-- BRIEF --
Check each line of the material that follows, and copy those holding the string "database".

-- TASK INPUTS --
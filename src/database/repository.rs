use async_trait::async_trait;
use serde_json::Value;
use sqlx::{Pool, QueryBuilder, Sqlite};

use super::error::GatewayError;
use super::query_builder::{
    ensure_column, json_projection, push_tail, push_value, push_where, validate_predicates,
    Predicate, Row, RowQuery,
};
use crate::models::Relation;

/// 行存储接口（远程 PostgREST 或本地 SQLite）
///
/// Rows travel as JSON objects keyed by column name so the catalog layer can
/// stay agnostic of the backend.
#[async_trait]
pub trait RowStore: Send + Sync {
    /// 后端名称（用于日志和健康检查）
    fn backend_name(&self) -> &'static str;

    /// Inserts one row and returns the stored representation(s).
    async fn insert(&self, relation: Relation, row: Row) -> Result<Vec<Value>, GatewayError>;

    /// Returns the number of rows touched. Refuses to run without predicates.
    async fn update(
        &self,
        relation: Relation,
        predicates: &[Predicate],
        patch: Row,
    ) -> Result<u64, GatewayError>;

    async fn delete(&self, relation: Relation, predicates: &[Predicate]) -> Result<u64, GatewayError>;

    async fn select(&self, relation: Relation, query: &RowQuery) -> Result<Vec<Value>, GatewayError>;

    async fn count(&self, relation: Relation, predicates: &[Predicate]) -> Result<u64, GatewayError>;
}

/// SQLite 行存储实现
#[derive(Clone)]
pub struct SqliteRowStore {
    pool: Pool<Sqlite>,
}

impl SqliteRowStore {
    pub fn new(pool: Pool<Sqlite>) -> Self {
        Self { pool }
    }

    async fn select_by_id(&self, relation: Relation, id: i64) -> Result<Vec<Value>, GatewayError> {
        self.select(relation, &RowQuery::new().eq("id", id)).await
    }
}

#[async_trait]
impl RowStore for SqliteRowStore {
    fn backend_name(&self) -> &'static str {
        "sqlite"
    }

    async fn insert(&self, relation: Relation, row: Row) -> Result<Vec<Value>, GatewayError> {
        let mut query: QueryBuilder<'static, Sqlite> =
            QueryBuilder::new(format!("INSERT INTO {} ", relation.table()));

        if row.is_empty() {
            query.push("DEFAULT VALUES");
        } else {
            let mut kinds = Vec::with_capacity(row.len());
            for column in row.keys() {
                kinds.push(ensure_column(relation, column)?);
            }

            query.push("(");
            query.push(row.keys().cloned().collect::<Vec<_>>().join(", "));
            query.push(") VALUES (");
            for (i, ((column, value), kind)) in row.iter().zip(kinds).enumerate() {
                if i > 0 {
                    query.push(", ");
                }
                push_value(&mut query, column, kind, value)?;
            }
            query.push(")");
        }
        query.push(" RETURNING id");

        let id: i64 = query.build_query_scalar().fetch_one(&self.pool).await?;
        tracing::debug!("Inserted row {} into {}", id, relation);

        self.select_by_id(relation, id).await
    }

    async fn update(
        &self,
        relation: Relation,
        predicates: &[Predicate],
        patch: Row,
    ) -> Result<u64, GatewayError> {
        if predicates.is_empty() {
            return Err(GatewayError::UnfilteredWrite(relation));
        }
        validate_predicates(relation, predicates)?;

        // 空补丁只统计匹配行数
        if patch.is_empty() {
            return self.count(relation, predicates).await;
        }

        let mut query: QueryBuilder<'static, Sqlite> =
            QueryBuilder::new(format!("UPDATE {} SET ", relation.table()));
        for (i, (column, value)) in patch.iter().enumerate() {
            let kind = ensure_column(relation, column)?;
            if i > 0 {
                query.push(", ");
            }
            query.push(format!("{} = ", column));
            push_value(&mut query, column, kind, value)?;
        }
        push_where(&mut query, relation, predicates)?;

        let result = query.build().execute(&self.pool).await?;
        Ok(result.rows_affected())
    }

    async fn delete(&self, relation: Relation, predicates: &[Predicate]) -> Result<u64, GatewayError> {
        if predicates.is_empty() {
            return Err(GatewayError::UnfilteredWrite(relation));
        }

        let mut query: QueryBuilder<'static, Sqlite> =
            QueryBuilder::new(format!("DELETE FROM {}", relation.table()));
        push_where(&mut query, relation, predicates)?;

        let result = query.build().execute(&self.pool).await?;
        Ok(result.rows_affected())
    }

    async fn select(&self, relation: Relation, row_query: &RowQuery) -> Result<Vec<Value>, GatewayError> {
        row_query.validate(relation)?;

        let mut query: QueryBuilder<'static, Sqlite> = QueryBuilder::new(format!(
            "SELECT {} FROM {}",
            json_projection(relation),
            relation.table()
        ));
        push_where(&mut query, relation, &row_query.predicates)?;
        push_tail(&mut query, relation, row_query)?;

        let rows: Vec<String> = query.build_query_scalar().fetch_all(&self.pool).await?;
        rows.iter()
            .map(|raw| serde_json::from_str(raw).map_err(GatewayError::from))
            .collect()
    }

    async fn count(&self, relation: Relation, predicates: &[Predicate]) -> Result<u64, GatewayError> {
        let mut query: QueryBuilder<'static, Sqlite> =
            QueryBuilder::new(format!("SELECT COUNT(*) FROM {}", relation.table()));
        push_where(&mut query, relation, predicates)?;

        let count: i64 = query.build_query_scalar().fetch_one(&self.pool).await?;
        Ok(count.max(0) as u64)
    }
}
use axum::{
    http::StatusCode,
    response::{IntoResponse, Response},
    Json,
};
use serde_json::json;
use std::fmt;

use crate::database::GatewayError;
use crate::models::UnknownContentType;
use crate::services::{AuthError, CatalogError, DurationDecodeError, UploadError, WorkflowError};

/// 统一的API错误类型
#[derive(Debug)]
pub enum ApiError {
    /// 未找到资源
    NotFound(String),
    /// 验证错误
    Validation(String),
    /// 未登录或凭证无效
    Unauthorized(String),
    /// 冲突错误（状态不允许或并发操作）
    Conflict(String),
    /// 内部服务器错误
    Internal(String),
    /// 外部服务错误
    ExternalService(String),
    /// 功能未启用
    Unavailable(String),
    /// 请求参数错误
    BadRequest(String),
}

impl fmt::Display for ApiError {
    fn fmt(&self, f: &mut fmt::Formatter<'_>) -> fmt::Result {
        match self {
            ApiError::NotFound(msg) => write!(f, "Not found: {}", msg),
            ApiError::Validation(msg) => write!(f, "Validation error: {}", msg),
            ApiError::Unauthorized(msg) => write!(f, "Unauthorized: {}", msg),
            ApiError::Conflict(msg) => write!(f, "Conflict: {}", msg),
            ApiError::Internal(msg) => write!(f, "Internal error: {}", msg),
            ApiError::ExternalService(msg) => write!(f, "External service error: {}", msg),
            ApiError::Unavailable(msg) => write!(f, "Unavailable: {}", msg),
            ApiError::BadRequest(msg) => write!(f, "Bad request: {}", msg),
        }
    }
}

impl std::error::Error for ApiError {}

/// 从anyhow::Error转换
impl From<anyhow::Error> for ApiError {
    fn from(err: anyhow::Error) -> Self {
        ApiError::Internal(err.to_string())
    }
}

impl From<UnknownContentType> for ApiError {
    fn from(err: UnknownContentType) -> Self {
        ApiError::BadRequest(err.to_string())
    }
}

fn from_gateway(err: GatewayError, message: String) -> ApiError {
    match err {
        GatewayError::UnknownColumn { .. }
        | GatewayError::InvalidValue(_)
        | GatewayError::UnfilteredWrite(_) => ApiError::Internal(message),
        _ => ApiError::ExternalService(message),
    }
}

impl From<CatalogError> for ApiError {
    fn from(err: CatalogError) -> Self {
        let message = err.to_string();
        match err {
            CatalogError::NotFound { .. } => ApiError::NotFound(message),
            CatalogError::Validation(_) => ApiError::Validation(message),
            CatalogError::UnknownContentType(_) => ApiError::BadRequest(message),
            CatalogError::Upload(UploadError::UnsupportedMedia { .. }) => ApiError::Validation(message),
            CatalogError::Upload(UploadError::Rejected { .. }) => ApiError::ExternalService(message),
            CatalogError::DurationDecode(DurationDecodeError::ProbeUnavailable(_)) => {
                ApiError::Internal(message)
            }
            CatalogError::DurationDecode(_) => ApiError::Validation(message),
            CatalogError::Insert { source, .. }
            | CatalogError::Update { source, .. }
            | CatalogError::Delete { source, .. }
            | CatalogError::Query { source, .. } => from_gateway(source, message),
            CatalogError::InsertEmpty(_) => ApiError::ExternalService(message),
            CatalogError::Decode { .. } => ApiError::Internal(message),
        }
    }
}

impl From<WorkflowError> for ApiError {
    fn from(err: WorkflowError) -> Self {
        match err {
            WorkflowError::Catalog(inner) => inner.into(),
            WorkflowError::InvalidTransition { .. } | WorkflowError::SeasonsIncomplete { .. } => {
                ApiError::Conflict(err.to_string())
            }
            WorkflowError::FormMismatch { .. }
            | WorkflowError::MissingFile(_)
            | WorkflowError::SeasonOutOfRange { .. }
            | WorkflowError::EpisodeOutOfRange { .. }
            | WorkflowError::Validation(_) => ApiError::Validation(err.to_string()),
        }
    }
}

impl From<AuthError> for ApiError {
    fn from(err: AuthError) -> Self {
        let message = err.to_string();
        match err {
            AuthError::InvalidEmail(_) | AuthError::WeakPassword(_) => ApiError::Validation(message),
            AuthError::NotSignedIn => ApiError::Unauthorized(message),
            AuthError::Rejected { status, .. } if (400..500).contains(&status) => {
                ApiError::Unauthorized(message)
            }
            AuthError::Rejected { .. } => ApiError::ExternalService(message),
            AuthError::Unavailable(_) => ApiError::Unavailable(message),
            AuthError::Gateway(source) => from_gateway(source, message),
        }
    }
}

/// 实现IntoResponse，将错误转换为HTTP响应
impl IntoResponse for ApiError {
    fn into_response(self) -> Response {
        let (status, error_type, message) = match self {
            ApiError::NotFound(ref msg) => (StatusCode::NOT_FOUND, "not_found", msg.clone()),
            ApiError::Validation(ref msg) => {
                (StatusCode::UNPROCESSABLE_ENTITY, "validation_error", msg.clone())
            }
            ApiError::Unauthorized(ref msg) => {
                (StatusCode::UNAUTHORIZED, "unauthorized", msg.clone())
            }
            ApiError::Conflict(ref msg) => (StatusCode::CONFLICT, "conflict", msg.clone()),
            ApiError::Internal(ref msg) => {
                tracing::error!("Internal error: {}", msg);
                (
                    StatusCode::INTERNAL_SERVER_ERROR,
                    "internal_error",
                    "An internal server error occurred".to_string(),
                )
            }
            ApiError::ExternalService(ref msg) => {
                tracing::error!("External service error: {}", msg);
                (
                    StatusCode::BAD_GATEWAY,
                    "external_service_error",
                    msg.clone(),
                )
            }
            ApiError::Unavailable(ref msg) => {
                (StatusCode::SERVICE_UNAVAILABLE, "unavailable", msg.clone())
            }
            ApiError::BadRequest(ref msg) => {
                (StatusCode::BAD_REQUEST, "bad_request", msg.clone())
            }
        };

        let body = Json(json!({
            "success": false,
            "error": {
                "type": error_type,
                "message": message,
            }
        }));

        (status, body).into_response()
    }
}

/// Result类型别名
pub type ApiResult<T> = Result<T, ApiError>;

-- TASK SOLUTION --
filename src/database/repository.rs
use crate::database::GatewayError;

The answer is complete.